There’s just so much that I took from this film. Many of the themes I’m trying to confront in my own life as well, in terms of breaking generational curses and letting go of personal roadblocks. What is one thing that you want your viewers to learn from watching this piece?

I think a lot of times we can forget our power. Regardless of who we are, we all have a set of power in the community, with the people that we are around, there’s power within our family. And if you are the type that has been bullied or been a bully, I’ve been on both sides of those spectrums, it’s all about power and tapping into who you are and not being afraid.

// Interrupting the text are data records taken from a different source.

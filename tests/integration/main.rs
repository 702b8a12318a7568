//! Integration test driver for `tests/integration/` submodule.
//!
//! Each `mod` below maps to a file that exercises a specific subsystem
//! against mock or simulated adapters.  All tests run on the host (x86_64)
//! with no real hardware required.

#![cfg(not(target_os = "espidf"))]

mod mock_hw;
mod pipeline_tests;
mod strip_tests;
//! Monotonic clock adapter.
//!
//! - **`target_os = "espidf"`** — wraps `esp_timer_get_time()` from the
//!   ESP-IDF high-resolution timer (microsecond precision, monotonic).
//! - **`not(target_os = "espidf")`** — uses `std::time::Instant` for
//!   host-side testing and simulation.

use crate::ports::MonotonicClock;

/// Microseconds since boot (device) or since construction (host).
#[derive(Debug, Clone, Copy)]
pub struct SystemClock {
    #[cfg(not(target_os = "espidf"))]
    start: std::time::Instant,
}

impl Default for SystemClock {
    fn default() -> Self {
        Self::new()
    }
}

impl SystemClock {
    pub fn new() -> Self {
        Self {
            #[cfg(not(target_os = "espidf"))]
            start: std::time::Instant::now(),
        }
    }

    pub fn uptime_secs(&self) -> u64 {
        self.now_us() / 1_000_000
    }
}

impl MonotonicClock for SystemClock {
    #[cfg(target_os = "espidf")]
    fn now_us(&self) -> u64 {
        // SAFETY: esp_timer_get_time reads a free-running counter; callable
        // from any context.
        (unsafe { esp_idf_svc::sys::esp_timer_get_time() }) as u64
    }

    #[cfg(not(target_os = "espidf"))]
    fn now_us(&self) -> u64 {
        self.start.elapsed().as_micros() as u64
    }
}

I told my friend, I was really happy I went to my nightmares and made art. I still continue doing that with other documentaries that I’m working on at the same time. It’s challenging work, but at the same time for me to hear you say how it affected you, lets me know that it was worth it.  Just investing in your power and your worth, and moving the needle for people that can’t. People will say something to me, that they wouldn’t say to someone who’s queer because I’m straight. So it’s my responsibility while in those places to push back.  There’s all this power that we have within these places. So what I hope people take away is to tap into that power because I think when we feel like we’re powerless, that’s what leads to white supremacy and terrorist attacks. We can hate the other without looking at the power we ourselves own.  I just want folks to be better humans and advocate for each other.

 

I hear you’re working on a documentary about reproductive justice next?

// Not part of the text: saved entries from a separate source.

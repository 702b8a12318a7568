//! RangeGuide Firmware — Main Entry Point
//!
//! ```text
//! ┌─────────────────────────────────────────────────────────────┐
//! │  NvsConfigStore ──▶ SensorConfig / LedConfig                │
//! │                                                             │
//! │  echo GPIO ISR ──▶ DistanceSensor task (core 1) ──┐         │
//! │                                                   ▼         │
//! │  main loop: get_latest ──▶ LedController ──▶ RmtStrip       │
//! │             every 5 s: monitor + status JSON                │
//! └─────────────────────────────────────────────────────────────┘
//! ```
#![deny(unused_must_use)]

use std::time::{Duration, Instant};

use anyhow::Result;
use log::{error, info, warn};

use esp_idf_hal::delay::Ets;
use rangeguide::adapters::gpio::GpioTrigger;
use rangeguide::adapters::nvs::NvsConfigStore;
use rangeguide::adapters::rmt_strip::RmtStrip;
use rangeguide::adapters::time::SystemClock;
use rangeguide::config::{LedConfig, SensorConfig};
use rangeguide::diagnostics::StatusReport;
use rangeguide::drivers::hw_init;
use rangeguide::drivers::led_strip::{LedController, Rgb};
use rangeguide::pins;
use rangeguide::ports::StripTransmitter;
use rangeguide::sensors::ranging::{MAX_DISTANCE_MM, MIN_DISTANCE_MM};
use rangeguide::sensors::{echo_link, DistanceSensor, MeasurementStatus, ProcessedMeasurement};

const STATUS_INTERVAL: Duration = Duration::from_secs(5);

/// Single-pixel position marker: green at the target's position along the
/// strip, red on the first pixel when there is no valid reading.
fn render_marker<T: StripTransmitter>(leds: &mut LedController<T>, reading: &ProcessedMeasurement) {
    leds.clear_all();
    let count = u32::from(leds.count());
    let result = if reading.status == MeasurementStatus::Ok {
        let span = u32::from(MAX_DISTANCE_MM - MIN_DISTANCE_MM);
        let offset = u32::from(reading.distance_mm.saturating_sub(MIN_DISTANCE_MM));
        let index = (offset * (count - 1) / span) as u16;
        leds.set_pixel(index, Rgb::GREEN)
    } else {
        leds.set_pixel(0, Rgb::RED)
    };
    if let Err(e) = result {
        warn!("marker not drawn: {}", e);
    }
}

fn main() -> Result<()> {
    // ── 1. ESP-IDF bootstrap ──────────────────────────────────
    esp_idf_svc::sys::link_patches();
    esp_idf_logger::init()?;

    info!("RangeGuide v{}", env!("CARGO_PKG_VERSION"));

    // ── 2. Configuration ──────────────────────────────────────
    let store = NvsConfigStore::new()?;
    let led_cfg = LedConfig::load(&store, pins::LED_DATA_GPIO, pins::LED_RMT_CHANNEL)?;
    let sensor_cfg = SensorConfig::load(&store, pins::TRIGGER_GPIO, pins::ECHO_GPIO)?;

    // ── 3. LED strip ──────────────────────────────────────────
    let rmt = RmtStrip::new(
        led_cfg.rmt_channel,
        led_cfg.data_pin,
        usize::from(led_cfg.led_count),
    )?;
    let mut leds = LedController::new(&led_cfg, rmt)?;
    leds.clear_all();
    if let Err(e) = leds.show() {
        warn!("initial blank frame failed: {}", e);
    }
    let snapshot = leds.snapshot();

    // ── 4. Ranging pipeline ───────────────────────────────────
    hw_init::init_ranging_gpio(sensor_cfg.trigger_pin, sensor_cfg.echo_pin)?;
    let (isr, echo) = echo_link();
    hw_init::install_echo_isr(sensor_cfg.echo_pin, isr)?;
    let trigger = GpioTrigger::new(sensor_cfg.trigger_pin);
    let mut sensor = DistanceSensor::new(sensor_cfg, trigger, Ets, SystemClock::new(), echo)?;
    sensor.start()?;
    let reader = sensor.reader();

    // ── 5. Render loop ────────────────────────────────────────
    let clock = SystemClock::new();
    let mut last_status = Instant::now();
    let mut last_reading = None;

    loop {
        match reader.get_latest() {
            Ok(reading) => {
                render_marker(&mut leds, &reading);
                if let Err(e) = leds.show() {
                    // Retried with the next reading.
                    warn!("frame dropped: {}", e);
                }
                last_reading = Some(reading);
            }
            Err(e) => {
                error!("measurement stream ended: {}", e);
                std::thread::sleep(Duration::from_millis(500));
            }
        }

        if last_status.elapsed() >= STATUS_INTERVAL {
            last_status = Instant::now();
            if let Err(e) = sensor.monitor() {
                warn!("sensor monitor: {}", e);
            }
            let report = StatusReport::collect(
                clock.uptime_secs(),
                &reader,
                last_reading,
                &snapshot,
                usize::from(leds.count()),
            );
            match report.to_json() {
                Ok(json) => info!("status {}", json),
                Err(e) => warn!("status serialization failed: {}", e),
            }
        }
    }
}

Man! Let me tell you. I’ve been working on this one since March. It has evolved into a docu-series because there are so many layers. You mentioned Ferguson, this one actually, I went to Ferguson and stood on the ground where Mike Brown passed. I also went to Pensacola which is the place where the first abortion provider was murdered in the 90s.  I had a chance to talk to his stepsister who now is a fierce advocate and volunteer for the abortion clinic.

It’s so loaded and you know everything that’s going on now with Dobbs in the state of Mississippi. It’s just really dealing with the layers of how this all is going to affect Black women. While I’m in New York, I will be doing some filming as well about the history of how this thing came to be, and you can’t talk about it without talking about black midwives and how they were pretty much pushed out of the system by white men and these new rules that they come up with all the time. It’s got layers.

 

Wow, I can’t wait to see the film. This really ties in to what’s happening currently with the maternal health crisis among Black women. So many horror stories have come out of Black mothers going in to give birth and dying in the process.

That’s another story. That’s honestly, why I only have two children. I nearly died giving birth to both kids. And it’s one of those things like you know, college-educated narratives, It did not matter. After my daughter, my husband said ‘let’s not do this again.’